Abanın kadri yağmurda bilinir.
-Bir şeyin gerçek değeri, ancak ona çok gerekseme duyulduğu zaman iyi anlaşılır.
Aba vakti yaba, yaba vakti aba (Kürklü orak vaktinde, orağı kürk vaktinde.)
-Kişi, kendisine gerek olan şeyleri vaktinden önce ve ucuz olduğu zaman satın almalıdır. Yazın aba, kışın yaba satın almak gibi.
Fırsat her vakit ele geçmez
-Ele en iyi biçimde yararlgeçirilen imkân veya durumdan anmak gereklidir. Çünkü insanın karşısına çok seyrek çıkar.
Fukaranın tavuğu tek tek yumurtlar
-Yoksulun şansı hemen hemen hiç gülmez. Onun eline geçen imkânlar da öyle çok değildir. İmkânları sınırlıdır; bunun için, hangi işe el atarsa atsın, zengin gibi kazanamaz. Umduğundan fazla kazandığı görülmemiştir.

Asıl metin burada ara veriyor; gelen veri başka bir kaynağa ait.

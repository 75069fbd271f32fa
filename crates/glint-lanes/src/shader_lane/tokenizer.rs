// Copyright 2025 eraflo
//
// Licensed under the Apache License, Version 2.0 (the "License");
// you may not use this file except in compliance with the License.
// You may obtain a copy of the License at
//
//     http://www.apache.org/licenses/LICENSE-2.0
//
// Unless required by applicable law or agreed to in writing, software
// distributed under the License is distributed on an "AS IS" BASIS,
// WITHOUT WARRANTIES OR CONDITIONS OF ANY KIND, either express or implied.
// See the License for the specific language governing permissions and
// limitations under the License.

//! A streaming tokenizer for C-like shader text.
//!
//! The tokenizer does not validate anything. It only splits the text into
//! lexemes and records the layout information (preceding whitespace, crossed
//! line breaks, nesting depth) the rewriter needs to regenerate readable
//! output with the same line structure.

/// Multi-character operators. Anything else is a single-character token.
const PUNCTUATION: [&str; 22] = [
    ">>=", "<<=", "...", "&&", "||", "^^", "==", "!=", "<=", ">=", "+=", "-=", "*=", "/=", "%=",
    "&=", "|=", "^=", "++", "--", "<<", ">>",
];

/// The lexical class of a token.
#[derive(Debug, Clone, Copy, PartialEq, Eq)]
pub enum TokenKind {
    /// Identifiers and keywords.
    Name,
    /// Integer and floating-point literals, suffixes included.
    Number,
    /// A double-quoted string, quotes included.
    String,
    /// Operators and separators.
    Punctuation,
    /// `#` or `##`.
    Preprocessor,
}

/// One lexeme with the layout information that preceded it.
#[derive(Debug, Clone, Copy, PartialEq, Eq)]
pub struct SourceToken<'a> {
    /// The lexeme, borrowed from the source.
    pub text: &'a str,
    /// Its lexical class.
    pub kind: TokenKind,
    /// Whitespace or a comment separates this token from the previous one.
    pub whitespace_before: bool,
    /// Line breaks between the previous token and this one.
    pub lines_crossed: u32,
    /// Backslash-newline continuations between the previous token and this
    /// one. They join lines logically but still occupy a source line.
    pub continuations: u32,
    /// 1-based line of the token.
    pub line: u32,
    /// Parenthesis nesting outside this token. A `(` and its `)` share a depth.
    pub paren_depth: u32,
    /// Brace nesting outside this token. A `{` and its `}` share a depth.
    pub brace_depth: u32,
}

impl SourceToken<'_> {
    /// `true` if the token is the given punctuation or keyword.
    pub fn is(&self, text: &str) -> bool {
        self.text == text
    }
}

/// Splits a source buffer into [`SourceToken`]s.
///
/// The iterator is lazy, finite and cannot be restarted.
#[derive(Debug, Clone)]
pub struct Tokenizer<'a> {
    name: &'a str,
    source: &'a str,
    pos: usize,
    line: u32,
    paren_depth: u32,
    brace_depth: u32,
}

impl<'a> Tokenizer<'a> {
    /// Creates a tokenizer over `source`. `name` only appears in diagnostics.
    pub fn new(name: &'a str, source: &'a str) -> Self {
        Self {
            name,
            source,
            pos: 0,
            line: 1,
            paren_depth: 0,
            brace_depth: 0,
        }
    }

    /// The diagnostic name given at construction.
    pub fn name(&self) -> &'a str {
        self.name
    }

    /// The current 1-based line.
    pub fn line(&self) -> u32 {
        self.line
    }

    fn peek_byte(&self, offset: usize) -> Option<u8> {
        self.source.as_bytes().get(self.pos + offset).copied()
    }

    /// Skips whitespace and comments. Returns whether anything was skipped,
    /// how many line breaks were crossed and how many continuations.
    fn skip_whitespace(&mut self) -> (bool, u32, u32) {
        let start = self.pos;
        let mut lines = 0;
        let mut continuations = 0;
        while let Some(byte) = self.peek_byte(0) {
            match byte {
                b'\n' => {
                    lines += 1;
                    self.line += 1;
                    self.pos += 1;
                }
                b' ' | b'\t' | b'\r' | 0x0b | 0x0c => self.pos += 1,
                b'\\' if self.peek_byte(1) == Some(b'\n') => {
                    // Line continuation: the logical line goes on.
                    continuations += 1;
                    self.line += 1;
                    self.pos += 2;
                }
                b'\\' if self.peek_byte(1) == Some(b'\r') && self.peek_byte(2) == Some(b'\n') => {
                    continuations += 1;
                    self.line += 1;
                    self.pos += 3;
                }
                b'/' if self.peek_byte(1) == Some(b'/') => {
                    while let Some(byte) = self.peek_byte(0) {
                        if byte == b'\n' {
                            break;
                        }
                        self.pos += 1;
                    }
                }
                b'/' if self.peek_byte(1) == Some(b'*') => {
                    self.pos += 2;
                    loop {
                        match self.peek_byte(0) {
                            None => break,
                            Some(b'*') if self.peek_byte(1) == Some(b'/') => {
                                self.pos += 2;
                                break;
                            }
                            Some(b'\n') => {
                                lines += 1;
                                self.line += 1;
                                self.pos += 1;
                            }
                            Some(_) => self.pos += 1,
                        }
                    }
                }
                _ => break,
            }
        }
        (self.pos > start, lines, continuations)
    }

    fn scan_name(&mut self) {
        while let Some(byte) = self.peek_byte(0) {
            if byte.is_ascii_alphanumeric() || byte == b'_' {
                self.pos += 1;
            } else {
                break;
            }
        }
    }

    fn scan_number(&mut self) {
        let mut previous = 0u8;
        while let Some(byte) = self.peek_byte(0) {
            let exponent_sign =
                (byte == b'+' || byte == b'-') && (previous == b'e' || previous == b'E');
            if byte.is_ascii_alphanumeric() || byte == b'_' || byte == b'.' || exponent_sign {
                previous = byte;
                self.pos += 1;
            } else {
                break;
            }
        }
    }

    fn scan_string(&mut self) {
        self.pos += 1;
        while let Some(byte) = self.peek_byte(0) {
            self.pos += 1;
            match byte {
                b'\\' => {
                    let rest = &self.source[self.pos.min(self.source.len())..];
                    self.pos += rest.chars().next().map_or(0, char::len_utf8);
                }
                b'"' => break,
                b'\n' => {
                    self.line += 1;
                }
                _ => {}
            }
        }
        self.pos = self.pos.min(self.source.len());
    }

    fn scan_punctuation(&mut self) {
        let rest = &self.source[self.pos..];
        if let Some(op) = PUNCTUATION
            .iter()
            .filter(|op| rest.starts_with(**op))
            .max_by_key(|op| op.len())
        {
            self.pos += op.len();
            return;
        }
        // Single character, kept on a char boundary for non-ASCII input.
        let width = rest.chars().next().map_or(1, char::len_utf8);
        self.pos += width;
    }
}

impl<'a> Iterator for Tokenizer<'a> {
    type Item = SourceToken<'a>;

    fn next(&mut self) -> Option<Self::Item> {
        let (whitespace_before, lines_crossed, continuations) = self.skip_whitespace();
        let first = self.peek_byte(0)?;
        let start = self.pos;
        let line = self.line;

        let kind = if first.is_ascii_alphabetic() || first == b'_' {
            self.scan_name();
            TokenKind::Name
        } else if first.is_ascii_digit()
            || (first == b'.' && self.peek_byte(1).is_some_and(|b| b.is_ascii_digit()))
        {
            self.scan_number();
            TokenKind::Number
        } else if first == b'"' {
            self.scan_string();
            TokenKind::String
        } else if first == b'#' {
            self.pos += if self.peek_byte(1) == Some(b'#') { 2 } else { 1 };
            TokenKind::Preprocessor
        } else {
            self.scan_punctuation();
            TokenKind::Punctuation
        };

        let text = &self.source[start..self.pos];

        match text {
            ")" => self.paren_depth = self.paren_depth.saturating_sub(1),
            "}" => self.brace_depth = self.brace_depth.saturating_sub(1),
            _ => {}
        }
        let token = SourceToken {
            text,
            kind,
            whitespace_before,
            lines_crossed,
            continuations,
            line,
            paren_depth: self.paren_depth,
            brace_depth: self.brace_depth,
        };
        match text {
            "(" => self.paren_depth += 1,
            "{" => self.brace_depth += 1,
            _ => {}
        }

        Some(token)
    }
}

Gafile kelâm, nafile kelâm
-Çevresindeki gerçekleri görmeyen, sezmeyen, bilgisiz, dalgın kimseye ne söylense kâr etmez. O, bildiği gibi hareket eder. Dolayısıyla ona söylenecek her söz boşa gider.
Gammaz olmasa tilki pazarda gezer
-Gizli-saklı, kanunsuz yollarla çıkar sağlamayı iş edinen kimseleri, söz getirip götüren kimselerin varlığı korkutur. Dolayısıyla bunlar yakayı ele vereceklerinden çekinerek, herkesin içinde öyle uluorta dolaşamazlar.
Garip kuşun yuvasını Allah yapar
-Kimsesiz, zavallı, yoksul ve güçsüz kişiye yüce Allah yardım eder. Hiç ummadıkları bir yerden kendilerine yardım eli uzanır ve darda kalmazlar. Yüce Allah onları korur, gözetir ve mal sahibi yapar.
Gâvurun ekmeğini yiyen, gâvurun kılıcını çalar
-Kişi geçimini kimden sağlıyorsa, kimin hizmetinde ise, ne kadar merhametsiz ve acımasız olursa olsun, ne kadar fikirleri uyuşmazsa uyuşmasın onun yanında olur; onun istediklerini yerine getirir.
Gelen gidene rahmet okutur (Gelen gideni aratır)
-Bir işe veya göreve sonradan gelen, orada daha önce çalışandan daha başarısız ve geçimsiz olabilir. Dolayısıyla beğenmediğimiz o eskiyi bize aratır ve “keşke o gitmeseydi, o çok iyiydi” dedirttiği olur.
Gelene git denilmez
-Kendiliğinden gelen güzel bir şeyi, faydayı geri çevirmek doğru olan ve yakışık alan bir şey değildir. 2. Gelenek ve göreneklerimize göre, kendiliğinden gelen konuğu kabul etmeyip geri çevirmek doğru bir davranış olmaz.
Gemisini kurtaran kaptan
-Tehlikeli, güç bir duruma düşüp de ortalık iyice karışınca kimileri kendi başlarının çaresine bakarlar. Bunlar ne yapıp yapıp kurtulur ve iyi sonuca ulaşırlar.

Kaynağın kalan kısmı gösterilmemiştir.